◆ Exercise instructions: Please report how many lines of the data include the word "rate", with the number as the entire reply.

Collected data
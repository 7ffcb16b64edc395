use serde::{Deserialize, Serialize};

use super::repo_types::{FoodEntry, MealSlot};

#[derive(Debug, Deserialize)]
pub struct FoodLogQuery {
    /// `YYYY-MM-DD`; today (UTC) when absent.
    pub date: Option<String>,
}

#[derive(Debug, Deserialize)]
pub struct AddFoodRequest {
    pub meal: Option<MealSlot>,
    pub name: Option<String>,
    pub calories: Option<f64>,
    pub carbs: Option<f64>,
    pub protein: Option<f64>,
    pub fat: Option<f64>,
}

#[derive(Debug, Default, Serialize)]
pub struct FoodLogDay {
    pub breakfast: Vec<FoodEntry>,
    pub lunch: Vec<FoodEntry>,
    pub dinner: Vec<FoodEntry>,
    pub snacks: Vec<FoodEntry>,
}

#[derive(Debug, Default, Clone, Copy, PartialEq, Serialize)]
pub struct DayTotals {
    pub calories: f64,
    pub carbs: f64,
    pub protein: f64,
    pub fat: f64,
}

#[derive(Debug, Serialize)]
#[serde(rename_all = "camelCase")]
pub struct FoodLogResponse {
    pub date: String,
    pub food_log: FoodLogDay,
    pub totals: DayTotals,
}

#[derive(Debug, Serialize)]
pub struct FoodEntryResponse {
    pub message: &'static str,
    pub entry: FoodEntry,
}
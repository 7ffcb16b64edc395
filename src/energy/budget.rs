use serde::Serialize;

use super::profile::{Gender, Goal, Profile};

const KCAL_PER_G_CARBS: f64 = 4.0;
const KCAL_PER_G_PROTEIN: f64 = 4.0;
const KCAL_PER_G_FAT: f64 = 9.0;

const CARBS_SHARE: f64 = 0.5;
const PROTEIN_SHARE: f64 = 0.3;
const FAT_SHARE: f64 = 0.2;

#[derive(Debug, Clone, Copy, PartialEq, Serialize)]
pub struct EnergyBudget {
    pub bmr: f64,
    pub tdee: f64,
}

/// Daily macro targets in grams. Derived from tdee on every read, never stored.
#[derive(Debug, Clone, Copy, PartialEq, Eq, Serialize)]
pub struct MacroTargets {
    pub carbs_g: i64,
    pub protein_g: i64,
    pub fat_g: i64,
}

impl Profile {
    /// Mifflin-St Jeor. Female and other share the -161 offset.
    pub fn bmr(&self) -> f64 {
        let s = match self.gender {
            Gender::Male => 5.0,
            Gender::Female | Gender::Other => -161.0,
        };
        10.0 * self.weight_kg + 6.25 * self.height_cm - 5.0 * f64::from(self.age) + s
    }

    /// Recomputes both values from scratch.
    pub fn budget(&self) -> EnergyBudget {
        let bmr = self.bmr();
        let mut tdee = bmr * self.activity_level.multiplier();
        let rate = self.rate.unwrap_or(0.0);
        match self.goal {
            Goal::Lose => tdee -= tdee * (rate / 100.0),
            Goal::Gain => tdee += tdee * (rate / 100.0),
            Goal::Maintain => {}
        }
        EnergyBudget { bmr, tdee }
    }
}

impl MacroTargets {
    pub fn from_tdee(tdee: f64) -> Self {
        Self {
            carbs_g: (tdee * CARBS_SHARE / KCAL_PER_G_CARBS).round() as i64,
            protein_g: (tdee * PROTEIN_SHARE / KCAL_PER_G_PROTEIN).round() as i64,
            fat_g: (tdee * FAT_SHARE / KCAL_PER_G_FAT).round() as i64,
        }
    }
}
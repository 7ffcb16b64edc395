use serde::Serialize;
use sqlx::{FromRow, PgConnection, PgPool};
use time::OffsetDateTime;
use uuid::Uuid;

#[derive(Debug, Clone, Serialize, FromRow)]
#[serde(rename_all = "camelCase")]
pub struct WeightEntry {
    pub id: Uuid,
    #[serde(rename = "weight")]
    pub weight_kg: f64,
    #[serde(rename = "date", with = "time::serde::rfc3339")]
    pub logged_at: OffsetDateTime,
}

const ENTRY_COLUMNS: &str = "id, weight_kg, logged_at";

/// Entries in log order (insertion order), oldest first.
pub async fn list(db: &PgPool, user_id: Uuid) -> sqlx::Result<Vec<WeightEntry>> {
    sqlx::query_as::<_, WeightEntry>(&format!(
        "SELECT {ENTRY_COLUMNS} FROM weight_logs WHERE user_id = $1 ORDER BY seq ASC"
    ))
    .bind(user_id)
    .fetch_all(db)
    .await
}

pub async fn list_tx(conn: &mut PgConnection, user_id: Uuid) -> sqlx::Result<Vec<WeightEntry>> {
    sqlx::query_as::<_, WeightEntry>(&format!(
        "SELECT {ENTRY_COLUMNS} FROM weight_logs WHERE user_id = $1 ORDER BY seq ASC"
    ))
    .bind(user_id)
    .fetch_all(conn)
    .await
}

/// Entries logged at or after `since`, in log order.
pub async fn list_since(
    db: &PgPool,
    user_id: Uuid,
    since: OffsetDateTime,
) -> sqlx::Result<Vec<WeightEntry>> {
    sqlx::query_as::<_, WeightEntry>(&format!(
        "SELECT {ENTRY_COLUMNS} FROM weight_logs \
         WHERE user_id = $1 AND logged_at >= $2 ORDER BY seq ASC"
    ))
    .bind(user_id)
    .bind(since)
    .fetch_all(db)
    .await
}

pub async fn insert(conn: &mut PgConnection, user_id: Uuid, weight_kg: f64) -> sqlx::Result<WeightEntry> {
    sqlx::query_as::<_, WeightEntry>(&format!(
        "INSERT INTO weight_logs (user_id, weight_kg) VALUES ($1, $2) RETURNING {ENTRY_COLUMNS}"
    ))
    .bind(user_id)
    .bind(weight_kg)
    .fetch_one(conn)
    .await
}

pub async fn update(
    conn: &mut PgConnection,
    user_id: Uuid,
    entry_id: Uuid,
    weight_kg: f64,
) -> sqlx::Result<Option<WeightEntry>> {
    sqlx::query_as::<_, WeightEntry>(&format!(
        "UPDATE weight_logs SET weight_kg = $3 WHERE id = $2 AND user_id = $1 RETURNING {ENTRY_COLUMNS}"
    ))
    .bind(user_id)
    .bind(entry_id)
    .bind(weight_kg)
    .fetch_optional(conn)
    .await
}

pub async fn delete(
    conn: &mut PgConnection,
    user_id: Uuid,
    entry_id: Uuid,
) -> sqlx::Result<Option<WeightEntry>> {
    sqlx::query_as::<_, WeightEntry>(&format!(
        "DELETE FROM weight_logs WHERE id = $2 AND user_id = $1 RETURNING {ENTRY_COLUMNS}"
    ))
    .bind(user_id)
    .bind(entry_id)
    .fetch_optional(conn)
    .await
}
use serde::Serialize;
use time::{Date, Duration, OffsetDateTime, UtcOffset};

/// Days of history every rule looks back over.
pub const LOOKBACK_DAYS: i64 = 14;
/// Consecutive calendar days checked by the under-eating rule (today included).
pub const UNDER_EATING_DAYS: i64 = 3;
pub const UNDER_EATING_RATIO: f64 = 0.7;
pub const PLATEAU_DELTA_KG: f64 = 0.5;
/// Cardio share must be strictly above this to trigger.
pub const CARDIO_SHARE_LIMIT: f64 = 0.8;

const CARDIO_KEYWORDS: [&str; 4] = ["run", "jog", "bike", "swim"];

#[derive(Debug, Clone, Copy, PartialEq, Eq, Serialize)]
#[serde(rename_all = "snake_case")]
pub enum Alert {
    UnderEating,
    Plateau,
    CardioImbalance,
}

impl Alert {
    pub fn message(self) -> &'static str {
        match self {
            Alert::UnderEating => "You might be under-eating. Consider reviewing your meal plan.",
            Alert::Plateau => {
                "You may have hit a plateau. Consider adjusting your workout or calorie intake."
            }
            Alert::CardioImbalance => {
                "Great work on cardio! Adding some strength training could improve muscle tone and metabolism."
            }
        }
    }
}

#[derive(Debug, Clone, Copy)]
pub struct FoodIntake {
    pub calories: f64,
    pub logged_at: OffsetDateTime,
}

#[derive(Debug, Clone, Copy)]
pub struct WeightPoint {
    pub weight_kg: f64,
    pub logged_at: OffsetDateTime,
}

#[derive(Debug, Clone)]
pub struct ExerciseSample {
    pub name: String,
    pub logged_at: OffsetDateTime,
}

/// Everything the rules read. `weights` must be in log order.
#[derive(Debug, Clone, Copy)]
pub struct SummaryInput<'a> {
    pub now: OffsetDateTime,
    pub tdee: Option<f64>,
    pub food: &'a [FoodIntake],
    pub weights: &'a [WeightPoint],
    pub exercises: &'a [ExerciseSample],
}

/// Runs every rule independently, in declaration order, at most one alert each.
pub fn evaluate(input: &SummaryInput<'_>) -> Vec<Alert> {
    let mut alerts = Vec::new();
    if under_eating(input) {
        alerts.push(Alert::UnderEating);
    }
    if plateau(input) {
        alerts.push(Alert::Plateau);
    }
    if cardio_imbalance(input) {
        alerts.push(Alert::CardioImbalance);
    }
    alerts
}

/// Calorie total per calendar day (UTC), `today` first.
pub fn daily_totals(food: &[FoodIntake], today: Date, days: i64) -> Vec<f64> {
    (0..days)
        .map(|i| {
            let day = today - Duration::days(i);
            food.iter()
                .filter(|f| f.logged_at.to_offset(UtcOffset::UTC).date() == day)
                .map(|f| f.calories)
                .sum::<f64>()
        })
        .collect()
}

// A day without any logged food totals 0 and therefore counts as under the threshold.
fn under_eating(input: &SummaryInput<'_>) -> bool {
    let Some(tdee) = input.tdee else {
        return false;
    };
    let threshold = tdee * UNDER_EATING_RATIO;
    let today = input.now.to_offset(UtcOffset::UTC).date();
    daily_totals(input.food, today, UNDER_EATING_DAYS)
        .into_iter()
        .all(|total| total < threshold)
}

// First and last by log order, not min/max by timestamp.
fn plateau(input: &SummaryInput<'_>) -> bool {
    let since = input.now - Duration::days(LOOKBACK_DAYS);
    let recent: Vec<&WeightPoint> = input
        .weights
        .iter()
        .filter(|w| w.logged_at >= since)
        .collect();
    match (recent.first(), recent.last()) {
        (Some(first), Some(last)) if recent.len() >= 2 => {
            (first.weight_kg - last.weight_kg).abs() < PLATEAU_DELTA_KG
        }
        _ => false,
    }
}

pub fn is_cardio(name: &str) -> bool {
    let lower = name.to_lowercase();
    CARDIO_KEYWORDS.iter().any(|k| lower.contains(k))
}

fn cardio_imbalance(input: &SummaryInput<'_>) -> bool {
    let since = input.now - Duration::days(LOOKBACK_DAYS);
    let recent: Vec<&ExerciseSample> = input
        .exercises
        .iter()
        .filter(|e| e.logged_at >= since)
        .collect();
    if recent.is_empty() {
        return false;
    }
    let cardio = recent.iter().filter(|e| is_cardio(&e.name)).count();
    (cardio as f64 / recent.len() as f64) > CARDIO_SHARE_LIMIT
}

◆ The completed task: 3